Only one number is expected here, namely how many lines of the entries below hold the string "with".
===== Provided data =====
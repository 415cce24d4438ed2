//! Entity Builder
//!
//! By-value fluent builder staging typed components for one entity.
//! `spawn` registers the entity and attaches everything staged.

use crate::core::vec2::Vec2;
use crate::ecs::component::{
    DeathTimerComponent, GrappleHookComponent, GrappleHookOwnerComponent, HealthComponent,
    HomingMissileComponent, OwnsRopeComponent, PhysicsComponent, PlayerComponent, PointsComponent,
    PositionComponent, PowerUpComponent, PowerUpKind, ScoreComponent, SpeedBoostComponent,
    SpriteComponent,
};
use crate::ecs::entity::{EntityId, EntityKind};
use crate::ecs::store::EntityStore;

/// Staged configuration for one new entity.
#[derive(Debug, Default)]
pub struct EntityBuilder {
    id: EntityId,
    kind: Option<EntityKind>,
    position: Option<PositionComponent>,
    physics: Option<PhysicsComponent>,
    health: Option<HealthComponent>,
    score: Option<ScoreComponent>,
    player: Option<PlayerComponent>,
    points: Option<PointsComponent>,
    sprite: Option<SpriteComponent>,
    death_timer: Option<DeathTimerComponent>,
    hook: Option<GrappleHookComponent>,
    hook_owner: Option<GrappleHookOwnerComponent>,
    owns_rope: Option<OwnsRopeComponent>,
    power_up: Option<PowerUpComponent>,
    speed_boost: Option<SpeedBoostComponent>,
    missile: Option<HomingMissileComponent>,
}

impl EntityBuilder {
    /// Start building an entity of the given kind with a fresh id.
    pub fn new(kind: EntityKind) -> Self {
        Self {
            id: EntityId::new(),
            kind: Some(kind),
            ..Self::default()
        }
    }

    /// The id the entity will be registered under.
    pub fn id(&self) -> EntityId {
        self.id
    }

    /// Stage a position component.
    pub fn position(mut self, position: Vec2) -> Self {
        self.position = Some(PositionComponent::new(position));
        self
    }

    /// Stage a physics component.
    pub fn physics(mut self, physics: PhysicsComponent) -> Self {
        self.physics = Some(physics);
        self
    }

    /// Stage a health component.
    pub fn health(mut self, health: i32) -> Self {
        self.health = Some(HealthComponent::new(health));
        self
    }

    /// Stage a score component.
    pub fn score(mut self, score: i32) -> Self {
        self.score = Some(ScoreComponent::new(score));
        self
    }

    /// Stage a player component.
    pub fn player(mut self, index: u8) -> Self {
        self.player = Some(PlayerComponent::new(index));
        self
    }

    /// Stage a points component.
    pub fn points(mut self, points: i32) -> Self {
        self.points = Some(PointsComponent::new(points));
        self
    }

    /// Stage a sprite component.
    pub fn sprite(mut self, image: impl Into<String>, size: Vec2) -> Self {
        self.sprite = Some(SpriteComponent::new(image, size));
        self
    }

    /// Stage a death timer component.
    pub fn death_timer(mut self) -> Self {
        self.death_timer = Some(DeathTimerComponent::default());
        self
    }

    /// Stage a grapple-hook component.
    pub fn grapple_hook(mut self, startpoint: Vec2, is_left: bool, retract_length: f32) -> Self {
        self.hook = Some(GrappleHookComponent::new(startpoint, is_left, retract_length));
        self
    }

    /// Stage a hook-owner back-reference.
    pub fn hook_owner(mut self, owner: EntityId) -> Self {
        self.hook_owner = Some(GrappleHookOwnerComponent { owner });
        self
    }

    /// Stage a rope back-reference.
    pub fn owns_rope(mut self, rope: EntityId) -> Self {
        self.owns_rope = Some(OwnsRopeComponent { rope });
        self
    }

    /// Stage a power-up payload.
    pub fn power_up(mut self, kind: PowerUpKind) -> Self {
        self.power_up = Some(PowerUpComponent { kind });
        self
    }

    /// Stage a speed-boost component.
    pub fn speed_boost(mut self, target: EntityId, duration: f32, multiplier: f32) -> Self {
        self.speed_boost = Some(SpeedBoostComponent::new(target, duration, multiplier));
        self
    }

    /// Stage a homing-missile component.
    pub fn homing_missile(mut self, source: EntityId, impulse: Vec2) -> Self {
        self.missile = Some(HomingMissileComponent::new(source, impulse));
        self
    }

    /// Register the entity and attach all staged components.
    pub fn spawn(self, store: &mut EntityStore) -> EntityId {
        let Some(kind) = self.kind else {
            return self.id;
        };
        let id = self.id;
        store.insert_entity(id, kind);

        if let Some(c) = self.position {
            store.attach(id, c);
        }
        if let Some(c) = self.physics {
            store.attach(id, c);
        }
        if let Some(c) = self.health {
            store.attach(id, c);
        }
        if let Some(c) = self.score {
            store.attach(id, c);
        }
        if let Some(c) = self.player {
            store.attach(id, c);
        }
        if let Some(c) = self.points {
            store.attach(id, c);
        }
        if let Some(c) = self.sprite {
            store.attach(id, c);
        }
        if let Some(c) = self.death_timer {
            store.attach(id, c);
        }
        if let Some(c) = self.hook {
            store.attach(id, c);
        }
        if let Some(c) = self.hook_owner {
            store.attach(id, c);
        }
        if let Some(c) = self.owns_rope {
            store.attach(id, c);
        }
        if let Some(c) = self.power_up {
            store.attach(id, c);
        }
        if let Some(c) = self.speed_boost {
            store.attach(id, c);
        }
        if let Some(c) = self.missile {
            store.attach(id, c);
        }

        id
    }
}

#[cfg(test)]
mod tests {
    use super::*;

    #[test]
    fn test_builder_attaches_staged_components() {
        let mut store = EntityStore::new();
        let id = EntityBuilder::new(EntityKind::Player)
            .position(Vec2::new(100.0, 200.0))
            .player(0)
            .health(100)
            .score(0)
            .death_timer()
            .spawn(&mut store);

        assert_eq!(store.kind_of(id), Some(EntityKind::Player));
        assert_eq!(
            store.get::<PositionComponent>(id).unwrap().position,
            Vec2::new(100.0, 200.0)
        );
        assert_eq!(store.get::<HealthComponent>(id).unwrap().health, 100);
        assert_eq!(store.get::<ScoreComponent>(id).unwrap().score, 0);
        assert!(store.get::<DeathTimerComponent>(id).is_some());
        // Nothing else was staged.
        assert!(store.get::<PhysicsComponent>(id).is_none());
        assert!(store.get::<GrappleHookComponent>(id).is_none());
    }

    #[test]
    fn test_builder_id_is_stable_before_spawn() {
        let mut store = EntityStore::new();
        let builder = EntityBuilder::new(EntityKind::Rope);
        let announced = builder.id();
        let spawned = builder.spawn(&mut store);
        assert_eq!(announced, spawned);
    }
}
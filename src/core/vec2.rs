//! 2D Float Vector
//!
//! Positions, velocities, impulses, and sizes all share this type.
//! The grapple-hook geometry (atan2, law of cosines) needs real
//! trigonometry, so components are plain `f32`.

use std::fmt;
use std::ops::{Add, Neg, Sub};

use serde::{Deserialize, Serialize};

/// 2D vector with `f32` components.
#[derive(Clone, Copy, PartialEq, Default, Serialize, Deserialize)]
pub struct Vec2 {
    /// X component.
    pub x: f32,
    /// Y component.
    pub y: f32,
}

impl Vec2 {
    /// Zero vector.
    pub const ZERO: Self = Self { x: 0.0, y: 0.0 };

    /// Create a new vector.
    #[inline]
    pub const fn new(x: f32, y: f32) -> Self {
        Self { x, y }
    }

    /// Add another vector.
    #[inline]
    pub fn add(self, other: Self) -> Self {
        Self {
            x: self.x + other.x,
            y: self.y + other.y,
        }
    }

    /// Subtract another vector.
    #[inline]
    pub fn sub(self, other: Self) -> Self {
        Self {
            x: self.x - other.x,
            y: self.y - other.y,
        }
    }

    /// Scale by a scalar.
    #[inline]
    pub fn scale(self, scalar: f32) -> Self {
        Self {
            x: self.x * scalar,
            y: self.y * scalar,
        }
    }

    /// Length (magnitude).
    #[inline]
    pub fn length(self) -> f32 {
        self.x.hypot(self.y)
    }

    /// Squared length. Prefer this for comparisons.
    #[inline]
    pub fn length_squared(self) -> f32 {
        self.x * self.x + self.y * self.y
    }

    /// Distance to another point.
    #[inline]
    pub fn distance(self, other: Self) -> f32 {
        (other.x - self.x).hypot(other.y - self.y)
    }

    /// Normalize to unit length. Returns ZERO if length is zero.
    #[inline]
    pub fn normalize(self) -> Self {
        let len = self.length();
        if len == 0.0 {
            return Self::ZERO;
        }
        self.scale(1.0 / len)
    }

    /// Dot product with another vector.
    #[inline]
    pub fn dot(self, other: Self) -> f32 {
        self.x * other.x + self.y * other.y
    }

    /// Midpoint between this point and another.
    #[inline]
    pub fn midpoint(self, other: Self) -> Self {
        Self {
            x: (self.x + other.x) / 2.0,
            y: (self.y + other.y) / 2.0,
        }
    }

    /// Angle of this vector in radians (`atan2(y, x)`).
    #[inline]
    pub fn angle(self) -> f32 {
        self.y.atan2(self.x)
    }
}

// Operator overloads for ergonomics
impl Add for Vec2 {
    type Output = Self;
    #[inline]
    fn add(self, rhs: Self) -> Self {
        self.add(rhs)
    }
}

impl Sub for Vec2 {
    type Output = Self;
    #[inline]
    fn sub(self, rhs: Self) -> Self {
        self.sub(rhs)
    }
}

impl Neg for Vec2 {
    type Output = Self;
    #[inline]
    fn neg(self) -> Self {
        Self {
            x: -self.x,
            y: -self.y,
        }
    }
}

impl fmt::Debug for Vec2 {
    fn fmt(&self, f: &mut fmt::Formatter<'_>) -> fmt::Result {
        write!(f, "Vec2({:.3}, {:.3})", self.x, self.y)
    }
}

impl fmt::Display for Vec2 {
    fn fmt(&self, f: &mut fmt::Formatter<'_>) -> fmt::Result {
        write!(f, "({:.3}, {:.3})", self.x, self.y)
    }
}
//! # Comet Rush Simulation Core
//!
//! Deterministic, single-threaded ECS simulation for a multiplayer 2D
//! platformer.
//!
//! ```text
//! ┌──────────────────────────────────────────────────────────────┐
//! │                    COMET RUSH CORE                           │
//! ├──────────────────────────────────────────────────────────────┤
//! │  core/            - Shared primitives                        │
//! │  └── vec2.rs      - 2D float vector                          │
//! │                                                              │
//! │  ecs/             - Entity/component storage                 │
//! │  ├── entity.rs    - EntityId (uuid), EntityKind              │
//! │  ├── component.rs - All component types                      │
//! │  ├── store.rs     - One BTreeMap column per component type   │
//! │  ├── builder.rs   - By-value fluent entity builder           │
//! │  └── factory.rs   - spawn_* per entity kind                  │
//! │                                                              │
//! │  game/            - Gameplay                                 │
//! │  ├── events.rs    - GameEvent enum + FIFO event queue        │
//! │  ├── collision.rs - Pairwise contact dispatch matrix         │
//! │  ├── systems/     - One system per gameplay concern          │
//! │  ├── mode.rs      - GameMode trait + RaceMode                │
//! │  ├── level.rs     - Level/entity descriptors                 │
//! │  └── engine.rs    - GameEngine composition root              │
//! └──────────────────────────────────────────────────────────────┘
//! ```
//!
//! One call to [`GameEngine::update`] runs one tick: systems update in
//! fixed registration order, the mode advances, the event bus flushes
//! until empty, and the end-of-game check runs. All gameplay mutation
//! happens on the simulation thread; external inputs and physics
//! contacts are merged through the engine's entry points between
//! ticks. Missing entities and components are soft failures: lookups
//! return `None` and mutations become no-ops, never a panic.

#![warn(missing_docs)]
#![warn(clippy::all)]
#![deny(unsafe_code)]

pub mod core;
pub mod ecs;
pub mod game;

// Re-export commonly used types
pub use crate::core::vec2::Vec2;
pub use crate::ecs::builder::EntityBuilder;
pub use crate::ecs::entity::{EntityId, EntityKind};
pub use crate::ecs::store::EntityStore;
pub use crate::game::constants::EngineConfig;
pub use crate::game::engine::{GameEngine, GameInfo, PlayerSnapshot};
pub use crate::game::events::{EventKind, GameEvent};
pub use crate::game::level::{EntityDescriptor, LevelDescriptor, LevelError};
pub use crate::game::mode::{GameMode, GameResults, RaceMode};

/// Crate version.
pub const VERSION: &str = env!("CARGO_PKG_VERSION");

/// Simulation tick rate (Hz).
pub const TICK_RATE: u32 = 60;

/// Maximum number of player slots.
pub const MAX_PLAYERS: u8 = 4;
=====
- **Expected answer**:
3